Over more than a century, microscopists were hamstrung by this classic barrier until the invention of super-resolution fluorescence microscopy. One particularly powerful approach was developed in the late 1990s and coined stimulated-emission depletion (STED) microscopy. This technique requires the target sample to contain fluorophores, which are compounds that absorb light at one wavelength and then re-emit it at a longer one.

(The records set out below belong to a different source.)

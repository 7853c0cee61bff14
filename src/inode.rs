//! The in-memory inode table: cached inodes, their two-phase lock
//! discipline (allocated vs. locked-and-valid), and lifetime management.

use std::sync::atomic::{AtomicU32, Ordering};
use std::sync::Arc;

use arrayvec::ArrayVec;

use crate::error::{VfsError, VfsResult};
use crate::lock::{Sleeplock, SleeplockGuard, Spinlock};
use crate::param::NINODE;
use crate::stat::Stat;
use crate::vfs::{FsTransaction, SuperBlock};
use crate::xv6fs::NDIRECT;

/// A file's type, as recorded in both the on-disk inode and the in-memory
/// copy.
#[derive(Clone, Copy, Debug, PartialEq, Eq)]
pub enum InodeType {
    Free,
    File,
    Dir,
    Device,
}

/// The part of an inode that is only meaningful once loaded from disk,
/// protected by the owning [`Inode`]'s sleep-lock.
#[derive(Clone, Copy)]
pub struct InodeInner {
    pub valid: bool,
    pub typ: InodeType,
    pub nlink: i16,
    pub size: u32,
    /// Direct block numbers, plus one singly-indirect block number.
    pub addrs: [u32; NDIRECT + 1],
    /// Device major/minor, meaningful only when `typ == InodeType::Device`.
    pub major: u16,
    pub minor: u16,
}

impl InodeInner {
    fn empty() -> Self {
        Self {
            valid: false,
            typ: InodeType::Free,
            nlink: 0,
            size: 0,
            addrs: [0; NDIRECT + 1],
            major: 0,
            minor: 0,
        }
    }
}

/// A cached inode: the VFS-visible identity (`dev`, `inum`) and open count,
/// plus the lazily-loaded [`InodeInner`] behind a sleep-lock.
pub struct Inode {
    pub sb: Arc<SuperBlock>,
    pub dev: u32,
    pub inum: u32,
    refcount: AtomicU32,
    inner: Sleeplock<InodeInner>,
}

impl Inode {
    /// Acquires the per-inode sleep-lock, loading its contents from disk
    /// via the owning file system's vtable on first lock.
    pub fn lock(&self) -> VfsResult<InodeGuard<'_>> {
        let mut guard = self.inner.lock();
        if !guard.valid {
            let loaded = self.sb.ops.update_lock(self.dev, self.inum)?;
            *guard = loaded;
            guard.valid = true;
            if guard.typ == InodeType::Free {
                return Err(VfsError::NotFound);
            }
        }
        Ok(InodeGuard { ip: self, guard })
    }

    pub fn refcount(&self) -> u32 {
        self.refcount.load(Ordering::Acquire)
    }
}

/// A held sleep-lock on an [`Inode`], giving exclusive access to its
/// [`InodeInner`].
pub struct InodeGuard<'a> {
    pub ip: &'a Inode,
    guard: SleeplockGuard<'a, InodeInner>,
}

impl<'a> InodeGuard<'a> {
    pub fn inner(&self) -> &InodeInner {
        &self.guard
    }

    pub fn inner_mut(&mut self) -> &mut InodeInner {
        &mut self.guard
    }

    /// Flushes the in-memory inode back to disk; call whenever a field
    /// the on-disk inode mirrors changes.
    pub fn update(&self, tx: &FsTransaction<'_>) -> VfsResult<()> {
        self.ip.sb.ops.write_inode(self.ip.dev, self.ip.inum, &self.guard, tx)
    }

    /// Returns the `stat(2)`-shaped view of this inode.
    pub fn stat(&self) -> Stat {
        Stat {
            dev: self.ip.dev as i32,
            ino: self.ip.inum,
            typ: match self.guard.typ {
                InodeType::Dir => crate::stat::T_DIR,
                InodeType::File => crate::stat::T_FILE,
                InodeType::Device => crate::stat::T_DEVICE,
                InodeType::Free => 0,
            },
            nlink: self.guard.nlink,
            size: self.guard.size as usize,
        }
    }

    /// Frees every data block owned by this inode and resets its size to
    /// zero.
    pub fn truncate(&mut self, tx: &FsTransaction<'_>) -> VfsResult<()> {
        self.ip.sb.ops.trunc(self.ip.dev, &mut self.guard, tx)
    }

    pub fn read(&self, off: u32, buf: &mut [u8]) -> VfsResult<usize> {
        self.ip.sb.ops.read(self.ip.dev, &self.guard, off, buf)
    }

    pub fn write(&mut self, off: u32, buf: &[u8], tx: &FsTransaction<'_>) -> VfsResult<usize> {
        self.ip.sb.ops.write(self.ip.dev, &mut self.guard, off, buf, tx)
    }
}

struct Slot {
    dev: u32,
    inum: u32,
    occupied: bool,
    ip: Option<Arc<Inode>>,
}

/// The fixed-capacity cache of in-memory inodes. One [`Inode`] exists per
/// distinct `(dev, inum)` resident in the table; `idup`/`iget` share it
/// rather than creating a second copy, which is what makes a lock on the
/// `Inode` a lock on the file.
///
/// A branded-lifetime arena with pinned, generation-counted slots can get
/// the same fixed-capacity, no-second-copy sharing without any reference
/// counting at all; this table takes the simpler route of a plain
/// `Spinlock`-guarded slot array plus `Arc`, at the cost of an extra word
/// of refcounting per inode.
pub struct Itable {
    sb: Arc<SuperBlock>,
    slots: Spinlock<ArrayVec<Slot, NINODE>>,
}

impl Itable {
    pub fn new(sb: Arc<SuperBlock>) -> Self {
        let mut slots = ArrayVec::new();
        for _ in 0..NINODE {
            slots.push(Slot {
                dev: 0,
                inum: 0,
                occupied: false,
                ip: None,
            });
        }
        Self {
            sb,
            slots: Spinlock::new(slots),
        }
    }

    /// Finds `(dev, inum)` in the table, or claims a free slot for it.
    /// Does not touch disk; the returned inode is unlocked and may still
    /// need `lock()` to populate its contents.
    pub fn get(&self, dev: u32, inum: u32) -> VfsResult<Arc<Inode>> {
        let mut slots = self.slots.lock();

        if let Some(slot) = slots.iter().find(|s| s.occupied && s.dev == dev && s.inum == inum) {
            let ip = slot.ip.as_ref().unwrap();
            ip.refcount.fetch_add(1, Ordering::AcqRel);
            return Ok(ip.clone());
        }

        let free = slots
            .iter_mut()
            .find(|s| !s.occupied || s.ip.as_ref().map_or(true, |ip| ip.refcount() == 0))
            .ok_or_else(|| {
                log::error!("itable: all {} slots in use, cannot cache dev {} inum {}", NINODE, dev, inum);
                VfsError::InodeTableFull
            })?;

        let ip = Arc::new(Inode {
            sb: self.sb.clone(),
            dev,
            inum,
            refcount: AtomicU32::new(1),
            inner: Sleeplock::new(InodeInner::empty()),
        });
        free.dev = dev;
        free.inum = inum;
        free.occupied = true;
        free.ip = Some(ip.clone());
        Ok(ip)
    }

    /// Allocates a new on-disk inode of type `typ` and returns its cached,
    /// unlocked in-memory handle.
    pub fn alloc(&self, typ: InodeType, tx: &FsTransaction<'_>) -> VfsResult<Arc<Inode>> {
        let inum = self.sb.ops.alloc_inode(self.sb.dev, typ, tx)?;
        self.get(self.sb.dev, inum)
    }

    /// Adds one reference to an already-resident inode; used when a second
    /// owner (e.g. a new file descriptor) starts pointing at an inode
    /// already held elsewhere.
    pub fn dup(&self, ip: &Arc<Inode>) -> Arc<Inode> {
        ip.refcount.fetch_add(1, Ordering::AcqRel);
        ip.clone()
    }

    /// Drops one reference to `ip`. If this was the last reference and the
    /// file has no remaining directory links, the inode is truncated and
    /// freed on disk.
    ///
    /// Must be called with a transaction open when the drop may free disk
    /// blocks; this is asserted, not returned as an error, because it is a
    /// caller bug, not a runtime condition.
    pub fn put(&self, ip: Arc<Inode>) -> VfsResult<()> {
        if ip.refcount.load(Ordering::Acquire) == 1 {
            let mut guard = ip.lock()?;
            if guard.inner().valid && guard.inner().nlink == 0 {
                assert!(
                    ip.sb.in_transaction(),
                    "freeing an inode's blocks requires an open transaction"
                );
                let tx = ip.sb.begin_transaction();
                guard.truncate(&tx)?;
                guard.inner_mut().typ = InodeType::Free;
                guard.update(&tx)?;
                ip.sb.ops.free_inode(ip.dev, ip.inum, &tx)?;
                guard.inner_mut().valid = false;
            }
            drop(guard);
        }

        if ip.refcount.fetch_sub(1, Ordering::AcqRel) == 1 {
            let mut slots = self.slots.lock();
            if let Some(slot) = slots.iter_mut().find(|s| s.occupied && s.dev == ip.dev && s.inum == ip.inum) {
                if slot.ip.as_ref().map_or(false, |cached| Arc::ptr_eq(cached, &ip)) {
                    ip.sb.ops.release_inode(ip.dev, ip.inum);
                    slot.occupied = false;
                    slot.ip = None;
                }
            }
        }
        Ok(())
    }

    /// Unlocks `guard` and immediately calls [`Itable::put`] on the inode
    /// it guarded; a very common pairing.
    pub fn unlock_put(&self, guard: InodeGuard<'_>, ip: Arc<Inode>) -> VfsResult<()> {
        drop(guard);
        self.put(ip)
    }

    pub fn root(&self) -> VfsResult<Arc<Inode>> {
        self.get(self.sb.dev, self.sb.ops.root_inum())
    }
}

In the simplest version of STED microscopy, fluorophores are excited in a circular spot by irradiation with a diffraction-limited focused laser. Then, a donut-shaped portion around the spot is irradiated with less-energetic light--the depletion beam--which switches off the fluorescence by the process of stimulated emission. Thus, the net effect is that only the fluorophores in the center of the donut re-emit photons, and because that area can be made arbitrarily small, this allows for super-resolution microscopy.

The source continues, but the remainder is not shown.